Nikhil Waiker of Deccan Herald rated it 2.5 out of 5 stars and said that "Kishor Pandurang Belekar’s ‘Gandhi Talks’, designed as a formal experiment, as a film with no dialogues, the dichotomous lifestyle of the rich and the poor becomes the pulse of the film. Priyanka Sundar of Firstpost rated it 2.5 out of 5 stars and wrote, "After Petta, Vikram and most recently, Jawaan, this is not starring Vijay Sethupathi, the one note villain, but an actor who seems to have enjoyed adding another feather to his cap". Prashanth Vallavan of Cinema Express rated it with 2.5 out of 5 stars and stated that "The film explores the timelessness of simplistic morality with overwhelming lack of subtlety, and still ironically ends up with thematic depth, parts of which are unintentional."

Anusha Sundar of OTT Play rated it with 2.5 out of 5 stars and said that "The film ambitiously explores the themes of power, money and morality. While its attempt to revive no-dialogue cinema is commendable and is supported by strong performances by Vijay Sethupathi and Arvind Swami, the film’s silence frequently feels imposed rather than organic." Shubhra Gupta of The Indian Express rated it with 2 out of 5 stars and writes that "The better bits are in the first half; post-interval, all is a confused slump, weighed down by an inordinately long passage with the rich guy, poor fellow and the grinning thief skulking about without any discernible purpose."

S. R. Praveen of The Hindu wrote "Although Gandhi Talks veers off course at times, the film deserves credit for Belekar’s daring to make a silent film with mainstream stars in an era when the call is for louder-than-the-previous 'pan-Indian' films". Chris of The News Minute stated, "The film has its flaws, but given the uniqueness of the form and the hugely difficult task of keeping a silent film entertaining, Gandhi Talks is a movie to be reckoned with". Nandu Sekhar of Mathrubhumi wrote, "Gandhi Talks gives the audience an unforgettable theatre experience when Rahman's magical music is added. Gandhi Talks is a must watch film for every movie buff".

Arjun Menon of Rediff gave it a mediocre review with 2 out of 5 stars and wrote "Gandhi Talks does not reach the noble heights it's gesturing to, but it's an outlier in a media industrial complex oversaturated with 'content' and 'compromised visual barrage' of information and noise". Cris of The News Minute gave the movie a positive rating and commented "The film has its flaws, but given the uniqueness of the form and the hugely difficult task of keeping a silent film entertaining, Gandhi Talks is a movie to be reckoned with". Iqbal Pervez of Glamsham gave the movie 2.5 out of 5 stars and wrote "This film may not appeal to everyone.

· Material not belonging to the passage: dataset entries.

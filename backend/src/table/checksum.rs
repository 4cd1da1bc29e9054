//! Row fingerprints for table deduplication.

use serde_json::Value;
use sha2::{Digest, Sha256};

/// Calculate the SHA-256 fingerprint of a table row.
///
/// The row is hashed through its canonical JSON encoding, so two rows share a
/// fingerprint exactly when they are cell-for-cell equal.
///
/// # Returns
/// Hexadecimal string representation of the SHA-256 hash.
pub fn row_fingerprint(row: &[Value]) -> String {
    let mut hasher = Sha256::new();
    for cell in row {
        // Each cell is length-prefixed so ["ab", "c"] and ["a", "bc"] differ.
        let encoded = cell.to_string();
        hasher.update((encoded.len() as u64).to_le_bytes());
        hasher.update(encoded.as_bytes());
    }
    hex::encode(hasher.finalize())
}
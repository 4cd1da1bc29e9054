//! Job tracking for remote solves.
//!
//! Each remote backend keeps a tracker that records when a job was submitted,
//! every state observed while polling, and how the job ended. The trace is
//! returned to callers next to the solve result for diagnostics.

use parking_lot::RwLock;
use std::sync::Arc;

/// A single observed job state with timestamp.
#[derive(Debug, Clone, PartialEq, serde::Serialize, serde::Deserialize)]
pub struct StateEntry {
    pub timestamp: chrono::DateTime<chrono::Utc>,
    pub state: String,
}

/// How tracking of a job ended.
#[derive(Debug, Clone, Copy, PartialEq, Eq, serde::Serialize, serde::Deserialize)]
#[serde(rename_all = "lowercase")]
pub enum TraceOutcome {
    /// Still polling
    Running,
    /// Reached `completed`, `failed` or `canceled`
    Terminal,
    /// Gave up on the poll bounds
    TimedOut,
    /// Abandoned through the cancellation token
    Abandoned,
    /// A status request failed
    Lost,
}

/// History of one remote job.
#[derive(Debug, Clone, PartialEq, serde::Serialize, serde::Deserialize)]
pub struct JobTrace {
    pub job_id: String,
    pub deployment_id: String,
    pub outcome: TraceOutcome,
    pub states: Vec<StateEntry>,
    /// Status requests issued after submission
    pub polls: u32,
    pub submitted_at: chrono::DateTime<chrono::Utc>,
    pub finished_at: Option<chrono::DateTime<chrono::Utc>>,
}

impl JobTrace {
    /// The most recently observed state.
    pub fn last_state(&self) -> Option<&str> {
        self.states.last().map(|e| e.state.as_str())
    }
}

/// In-memory job tracker.
#[derive(Clone, Default)]
pub struct JobTracker {
    jobs: Arc<RwLock<Vec<JobTrace>>>,
}

impl JobTracker {
    /// Create a new job tracker.
    pub fn new() -> Self {
        Self::default()
    }

    /// Start tracking a submitted job.
    pub fn submitted(&self, job_id: &str, deployment_id: &str, state: &str) {
        let now = chrono::Utc::now();
        self.jobs.write().push(JobTrace {
            job_id: job_id.to_string(),
            deployment_id: deployment_id.to_string(),
            outcome: TraceOutcome::Running,
            states: vec![StateEntry {
                timestamp: now,
                state: state.to_string(),
            }],
            polls: 0,
            submitted_at: now,
            finished_at: None,
        });
    }

    /// Record the state returned by one status request.
    pub fn polled(&self, job_id: &str, state: &str) {
        let mut jobs = self.jobs.write();
        if let Some(job) = jobs.iter_mut().rev().find(|j| j.job_id == job_id) {
            job.polls += 1;
            job.states.push(StateEntry {
                timestamp: chrono::Utc::now(),
                state: state.to_string(),
            });
        }
    }

    /// Mark a job as no longer tracked.
    pub fn finish(&self, job_id: &str, outcome: TraceOutcome) {
        let mut jobs = self.jobs.write();
        if let Some(job) = jobs.iter_mut().rev().find(|j| j.job_id == job_id) {
            job.outcome = outcome;
            job.finished_at = Some(chrono::Utc::now());
        }
    }

    /// Get a job by ID.
    pub fn get_job(&self, job_id: &str) -> Option<JobTrace> {
        self.jobs
            .read()
            .iter()
            .rev()
            .find(|j| j.job_id == job_id)
            .cloned()
    }

    /// The most recently submitted job.
    pub fn latest(&self) -> Option<JobTrace> {
        self.jobs.read().last().cloned()
    }
}

#[cfg(test)]
mod tests {
    use super::*;

    #[test]
    fn test_records_job_lifecycle() {
        let tracker = JobTracker::new();
        tracker.submitted("job-1", "dep-1", "queued");
        tracker.polled("job-1", "running");
        tracker.polled("job-1", "completed");
        tracker.finish("job-1", TraceOutcome::Terminal);

        let job = tracker.get_job("job-1").unwrap();
        assert_eq!(job.deployment_id, "dep-1");
        assert_eq!(job.polls, 2);
        assert_eq!(job.last_state(), Some("completed"));
        assert_eq!(job.outcome, TraceOutcome::Terminal);
        assert!(job.finished_at.is_some());
        assert_eq!(tracker.latest(), Some(job));
    }

    #[test]
    fn test_unknown_job_is_ignored() {
        let tracker = JobTracker::new();
        tracker.polled("missing", "running");
        tracker.finish("missing", TraceOutcome::Lost);
        assert!(tracker.get_job("missing").is_none());
        assert!(tracker.latest().is_none());
    }
}
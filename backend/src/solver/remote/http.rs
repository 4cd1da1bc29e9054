//! HTTP client for the optimization service's deployment job API.
//!
//! Requests are authorized with a bearer token obtained by exchanging the API
//! key at the token endpoint. The token is cached until shortly before it
//! expires.

use std::time::{Duration, Instant};

use async_trait::async_trait;
use log::debug;
use parking_lot::Mutex;
use serde::de::DeserializeOwned;
use serde::{Deserialize, Serialize};

use super::job::{JobDetails, JobPayload};
use super::JobService;
use crate::config::FinderConfig;
use crate::error::{ErrorContext, SolveError, SolveResult};

/// Tokens are refreshed this long before the service says they expire.
const TOKEN_EXPIRY_MARGIN: Duration = Duration::from_secs(60);

const API_KEY_GRANT: &str = "urn:ibm:params:oauth:grant-type:apikey";

#[derive(Debug, Clone)]
struct CachedToken {
    value: String,
    refresh_at: Instant,
}

#[derive(Deserialize)]
struct TokenResponse {
    access_token: String,
    #[serde(default)]
    expires_in: Option<u64>,
}

#[derive(Serialize)]
struct DeploymentRef<'a> {
    id: &'a str,
}

#[derive(Serialize)]
struct CreateJobBody<'a> {
    deployment: DeploymentRef<'a>,
    decision_optimization: &'a JobPayload,
}

/// [`JobService`] backed by the service's REST API.
pub struct HttpJobService {
    http: reqwest::Client,
    base_url: String,
    api_key: String,
    instance_id: Option<String>,
    token_url: String,
    api_version: String,
    token: Mutex<Option<CachedToken>>,
}

impl HttpJobService {
    /// Build a client from `config`. Fails when credentials are incomplete.
    pub fn new(config: &FinderConfig) -> SolveResult<Self> {
        let missing = config.credentials.missing();
        if !missing.is_empty() {
            return Err(SolveError::communication_with_context(
                "optimization service credentials are incomplete",
                ErrorContext::new("configure")
                    .with_details(format!("missing: {}", missing.join(", "))),
            ));
        }

        let http = reqwest::Client::builder()
            .timeout(config.request_timeout)
            .build()
            .map_err(|e| SolveError::communication(format!("Failed to build HTTP client: {}", e)))?;

        let creds = &config.credentials;
        Ok(Self {
            http,
            base_url: creds
                .url
                .as_deref()
                .unwrap_or_default()
                .trim()
                .trim_end_matches('/')
                .to_string(),
            api_key: creds.api_key.clone().unwrap_or_default(),
            instance_id: creds
                .instance_id
                .clone()
                .filter(|id| !id.trim().is_empty()),
            token_url: config.token_url.clone(),
            api_version: config.api_version.clone(),
            token: Mutex::new(None),
        })
    }

    fn jobs_url(&self) -> String {
        format!("{}/ml/v4/deployment_jobs", self.base_url)
    }

    fn job_url(&self, job_id: &str) -> String {
        format!("{}/{}", self.jobs_url(), job_id)
    }

    async fn bearer_token(&self) -> SolveResult<String> {
        let cached = self
            .token
            .lock()
            .as_ref()
            .filter(|token| Instant::now() < token.refresh_at)
            .map(|token| token.value.clone());
        if let Some(token) = cached {
            return Ok(token);
        }

        debug!("Requesting access token from {}", self.token_url);
        let response = self
            .http
            .post(&self.token_url)
            .header(reqwest::header::ACCEPT, "application/json")
            .form(&[("grant_type", API_KEY_GRANT), ("apikey", self.api_key.as_str())])
            .send()
            .await
            .map_err(|e| transport_error("token", e))?;
        let token: TokenResponse = read_json("token", response).await?;

        let lifetime = Duration::from_secs(token.expires_in.unwrap_or(3600));
        *self.token.lock() = Some(CachedToken {
            value: token.access_token.clone(),
            refresh_at: Instant::now() + lifetime.saturating_sub(TOKEN_EXPIRY_MARGIN),
        });
        Ok(token.access_token)
    }

    fn authorize(&self, request: reqwest::RequestBuilder, token: &str) -> reqwest::RequestBuilder {
        let request = request
            .bearer_auth(token)
            .query(&[("version", self.api_version.as_str())]);
        match &self.instance_id {
            Some(id) => request.header("ML-Instance-ID", id),
            None => request,
        }
    }
}

#[async_trait]
impl JobService for HttpJobService {
    async fn create_job(&self, deployment_id: &str, payload: &JobPayload) -> SolveResult<JobDetails> {
        let token = self.bearer_token().await?;
        let body = CreateJobBody {
            deployment: DeploymentRef { id: deployment_id },
            decision_optimization: payload,
        };

        let response = self
            .authorize(self.http.post(self.jobs_url()), &token)
            .json(&body)
            .send()
            .await
            .map_err(|e| transport_error("create_job", e))?;
        read_json("create_job", response).await
    }

    async fn job_details(&self, job_id: &str) -> SolveResult<JobDetails> {
        let token = self.bearer_token().await?;
        let response = self
            .authorize(self.http.get(self.job_url(job_id)), &token)
            .send()
            .await
            .map_err(|e| transport_error("job_details", e))?;
        read_json("job_details", response).await
    }
}

fn transport_error(operation: &str, err: reqwest::Error) -> SolveError {
    let details = if err.is_timeout() {
        "request timed out"
    } else if err.is_connect() {
        "connection failed"
    } else {
        "request failed"
    };
    SolveError::communication_with_context(
        err.to_string(),
        ErrorContext::new(operation).with_details(details),
    )
}

async fn read_json<T: DeserializeOwned>(operation: &str, response: reqwest::Response) -> SolveResult<T> {
    let status = response.status();
    if !status.is_success() {
        let body = response.text().await.unwrap_or_default();
        return Err(SolveError::communication_with_context(
            format!("HTTP {}", status),
            ErrorContext::new(operation).with_details(body),
        ));
    }

    response.json::<T>().await.map_err(|e| {
        SolveError::communication_with_context(
            format!("Failed to decode response: {}", e),
            ErrorContext::new(operation),
        )
    })
}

But for viewers open to experimental cinema and symbolic storytelling, Gandhi Talks offers an unusual and thought-provoking experience".

M Snehanjali of Moneycontrol gave the movie positive review and wrote "Netizens impressed with Vijay Sethupathi, Aditi Rao Hydari starrer silent film; fans call it 'visually appealing' and 'spellbinding'. Prashanth Vallavan of The New Indian Express gave the movie 2.5 out of 5 stars and commented "The film explores the timelessness of simplistic morality with overwhelming lack of subtlety, and still ironically ends up with thematic depth, parts of which are unintentional". Hindutamil gave the movie a mediocre review and commented "On the whole, this silent film, which should have come as an art form that transmits emotions through scenes without dialogues, has stumbled beyond its purpose".

The Economic Times gave the movie a positive review and commented "Overall, Gandhi Talks has received largely positive reactions online. While some viewers felt parts of the film could have been sharper, many appreciated its originality, performances and message. If early Twitter reviews are anything to go by, this silent experiment seems to have struck a chord with its audience". Sakshi Salil Chavan of Outlook India gave the movie 3.5 out of 5 stars and commented "The film succeeds in connecting political themes with simple human truths, showing how honesty and compassion persist across time. It encourages viewers to reflect on those who fought for rights and to consider what being Indian means in today’s world".